▽

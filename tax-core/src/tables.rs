//! The immutable rate and bracket snapshot every computation reads from.
//!
//! A [`TaxTables`] is built once, either from a [`TaxRepository`] or from
//! rows supplied directly, and is then shared by reference (or `Arc`) for as
//! long as the data is current. Refreshing the rates means building a new
//! snapshot.

use std::collections::{BTreeMap, HashMap};

use chrono::NaiveDate;
use thiserror::Error;
use tracing::{debug, info, warn};

use crate::calculations::{
    BracketTable, BracketTableError, LevyError, LevyStack, ProgressiveTaxCalculator, RateResolver,
    RateTableError,
};
use crate::config::{ConfigError, EngineConfig};
use crate::db::{RepositoryError, TaxRepository};
use crate::models::{Bracket, RateEntry};

#[derive(Debug, Error, PartialEq, Eq)]
pub enum TablesError {
    #[error("invalid configuration: {0}")]
    Config(#[from] ConfigError),

    #[error("invalid rate table: {0}")]
    RateTable(#[from] RateTableError),

    #[error("invalid bracket schedule '{schedule}': {source}")]
    BracketTable {
        schedule: String,
        source: BracketTableError,
    },

    #[error("invalid levy configuration: {0}")]
    Levy(#[from] LevyError),

    #[error("bracket schedule '{0}' not found")]
    MissingSchedule(String),

    #[error("failed to load tables: {0}")]
    Repository(#[from] RepositoryError),
}

/// Resolved rates, validated bracket schedules and the levy stack.
#[derive(Debug, Clone)]
pub struct TaxTables {
    rates: RateResolver,
    schedules: HashMap<String, BracketTable>,
    levies: LevyStack,
    config: EngineConfig,
    as_of: NaiveDate,
}

impl TaxTables {
    /// Builds a snapshot from rows already in memory.
    ///
    /// # Errors
    ///
    /// Returns [`TablesError`] if the configuration, the rate rows, any
    /// schedule or the levy stack is invalid.
    pub fn from_parts(
        rate_entries: &[RateEntry],
        schedules: BTreeMap<String, Vec<Bracket>>,
        config: EngineConfig,
        as_of: NaiveDate,
    ) -> Result<Self, TablesError> {
        config.validate()?;

        let rates = RateResolver::new(rate_entries, as_of, config.rates.clone())?;
        let levies = LevyStack::new(config.levies.clone())?;

        let tolerance = config.brackets.contiguity_tolerance;
        let schedules = schedules
            .into_iter()
            .map(|(name, brackets)| match BracketTable::new(brackets, tolerance) {
                Ok(table) => Ok((name, table)),
                Err(source) => Err(TablesError::BracketTable {
                    schedule: name,
                    source,
                }),
            })
            .collect::<Result<HashMap<_, _>, _>>()?;

        Ok(Self {
            rates,
            schedules,
            levies,
            config,
            as_of,
        })
    }

    /// Reads every rate row and bracket schedule from `repo` and builds a
    /// snapshot effective on `as_of`.
    ///
    /// Schedules whose rates decrease, or whose stored subtraction
    /// constants disagree with marginal accumulation, are accepted with a
    /// warning.
    ///
    /// # Errors
    ///
    /// Returns [`TablesError::Repository`] if a read fails, and the errors of
    /// [`TaxTables::from_parts`] otherwise.
    pub async fn load(
        repo: &dyn TaxRepository,
        config: EngineConfig,
        as_of: NaiveDate,
    ) -> Result<Self, TablesError> {
        let rate_entries = repo.list_rate_entries().await?;
        debug!(count = rate_entries.len(), "Loaded rate entries");

        let mut schedules = BTreeMap::new();
        for name in repo.list_schedules().await? {
            let brackets = repo.get_brackets(&name).await?;
            debug!(schedule = %name, count = brackets.len(), "Loaded bracket schedule");
            schedules.insert(name, brackets);
        }

        let tables = Self::from_parts(&rate_entries, schedules, config, as_of)?;

        for name in tables.schedule_names() {
            let Some(table) = tables.schedules.get(name) else {
                continue;
            };
            if !table.is_progressive() {
                warn!(schedule = %name, "Marginal rates decrease between bands");
            }
            let discrepancies = ProgressiveTaxCalculator::new(table).subtraction_constant_discrepancies();
            for d in &discrepancies {
                warn!(
                    schedule = %name,
                    lower = %d.lower,
                    stored = %d.stored,
                    expected = %d.expected,
                    "Stored subtraction constant disagrees with marginal accumulation"
                );
            }
        }

        if !tables.schedules.contains_key(&tables.config.brackets.default_schedule) {
            warn!(
                schedule = %tables.config.brackets.default_schedule,
                "Default bracket schedule is not in the repository"
            );
        }

        info!(
            %as_of,
            categories = tables.rates.categories().len(),
            schedules = tables.schedules.len(),
            levies = tables.levies.levies().len(),
            "Tax tables loaded"
        );

        Ok(tables)
    }

    pub fn rates(&self) -> &RateResolver {
        &self.rates
    }

    pub fn levies(&self) -> &LevyStack {
        &self.levies
    }

    pub fn config(&self) -> &EngineConfig {
        &self.config
    }

    pub fn as_of(&self) -> NaiveDate {
        self.as_of
    }

    /// # Errors
    ///
    /// Returns [`TablesError::MissingSchedule`] if no schedule has that name.
    pub fn schedule(
        &self,
        name: &str,
    ) -> Result<&BracketTable, TablesError> {
        self.schedules
            .get(name)
            .ok_or_else(|| TablesError::MissingSchedule(name.to_string()))
    }

    /// The schedule named by `brackets.default_schedule`.
    pub fn default_schedule(&self) -> Result<&BracketTable, TablesError> {
        self.schedule(&self.config.brackets.default_schedule)
    }

    /// Schedule names, sorted.
    pub fn schedule_names(&self) -> Vec<&str> {
        let mut names: Vec<_> = self.schedules.keys().map(String::as_str).collect();
        names.sort_unstable();
        names
    }
}

#[cfg(test)]
pub(crate) mod test_support {
    use chrono::NaiveDate;
    use rust_decimal::Decimal;
    use rust_decimal_macros::dec;

    use super::*;
    use crate::models::TaxCategory;

    pub fn effective_date() -> NaiveDate {
        NaiveDate::from_ymd_opt(2023, 1, 1).unwrap()
    }

    pub fn seeded_rates() -> Vec<RateEntry> {
        let rates: [(TaxCategory, Decimal); 11] = [
            (TaxCategory::Vat, dec!(0.15)),
            (TaxCategory::WithholdingRoyalties, dec!(0.15)),
            (TaxCategory::WithholdingFees, dec!(0.20)),
            (TaxCategory::WithholdingInterest, dec!(0.10)),
            (TaxCategory::WithholdingTenders, dec!(0.30)),
            (TaxCategory::CorporateIncome, dec!(0.24)),
            (TaxCategory::IndividualIncome, dec!(0.24)),
            (TaxCategory::Agriculture, dec!(0.10)),
            (TaxCategory::Insurance, dec!(0.05)),
            (TaxCategory::Financial, dec!(0.03)),
            (TaxCategory::Healthcare, dec!(0.20)),
        ];
        rates
            .into_iter()
            .map(|(category, rate)| RateEntry {
                category: category.as_str().to_string(),
                rate,
                effective_date: effective_date(),
            })
            .collect()
    }

    pub fn paye_brackets() -> Vec<Bracket> {
        vec![
            Bracket::bounded(dec!(0), dec!(100), dec!(0)),
            Bracket::bounded(dec!(100.01), dec!(300), dec!(0.20)).with_subtraction_constant(dec!(20)),
            Bracket::bounded(dec!(300.01), dec!(1000), dec!(0.25)).with_subtraction_constant(dec!(35)),
            Bracket::bounded(dec!(1000.01), dec!(2000), dec!(0.30)).with_subtraction_constant(dec!(85)),
            Bracket::bounded(dec!(2000.01), dec!(3000), dec!(0.35)).with_subtraction_constant(dec!(185)),
            Bracket::unbounded(dec!(3000.01), dec!(0.40)).with_subtraction_constant(dec!(335)),
        ]
    }

    /// The seeded deployment: eleven flat rates, the PAYE schedule and the
    /// default configuration.
    pub fn seeded_tables() -> TaxTables {
        TaxTables::from_parts(
            &seeded_rates(),
            BTreeMap::from([("PAYE".to_string(), paye_brackets())]),
            EngineConfig::default(),
            NaiveDate::from_ymd_opt(2025, 1, 1).unwrap(),
        )
        .unwrap()
    }
}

△

» Problem statement
Give an exact copy of the lines above, from the top of the records to the line that contains "config.validate()?;", taking in both ends.

» Exercise answer
filename tax-core/src/tables.rs
//! The immutable rate and bracket snapshot every computation reads from.
//!
//! A [`TaxTables`] is built once, either from a [`TaxRepository`] or from
//! rows supplied directly, and is then shared by reference (or `Arc`) for as
//! long as the data is current. Refreshing the rates means building a new
//! snapshot.

use std::collections::{BTreeMap, HashMap};

use chrono::NaiveDate;
use thiserror::Error;
use tracing::{debug, info, warn};

use crate::calculations::{
    BracketTable, BracketTableError, LevyError, LevyStack, ProgressiveTaxCalculator, RateResolver,
    RateTableError,
};
use crate::config::{ConfigError, EngineConfig};
use crate::db::{RepositoryError, TaxRepository};
use crate::models::{Bracket, RateEntry};

#[derive(Debug, Error, PartialEq, Eq)]
pub enum TablesError {
    #[error("invalid configuration: {0}")]
    Config(#[from] ConfigError),

    #[error("invalid rate table: {0}")]
    RateTable(#[from] RateTableError),

    #[error("invalid bracket schedule '{schedule}': {source}")]
    BracketTable {
        schedule: String,
        source: BracketTableError,
    },

    #[error("invalid levy configuration: {0}")]
    Levy(#[from] LevyError),

    #[error("bracket schedule '{0}' not found")]
    MissingSchedule(String),

    #[error("failed to load tables: {0}")]
    Repository(#[from] RepositoryError),
}

/// Resolved rates, validated bracket schedules and the levy stack.
#[derive(Debug, Clone)]
pub struct TaxTables {
    rates: RateResolver,
    schedules: HashMap<String, BracketTable>,
    levies: LevyStack,
    config: EngineConfig,
    as_of: NaiveDate,
}

impl TaxTables {
    /// Builds a snapshot from rows already in memory.
    ///
    /// # Errors
    ///
    /// Returns [`TablesError`] if the configuration, the rate rows, any
    /// schedule or the levy stack is invalid.
    pub fn from_parts(
        rate_entries: &[RateEntry],
        schedules: BTreeMap<String, Vec<Bracket>>,
        config: EngineConfig,
        as_of: NaiveDate,
    ) -> Result<Self, TablesError> {
        config.validate()?;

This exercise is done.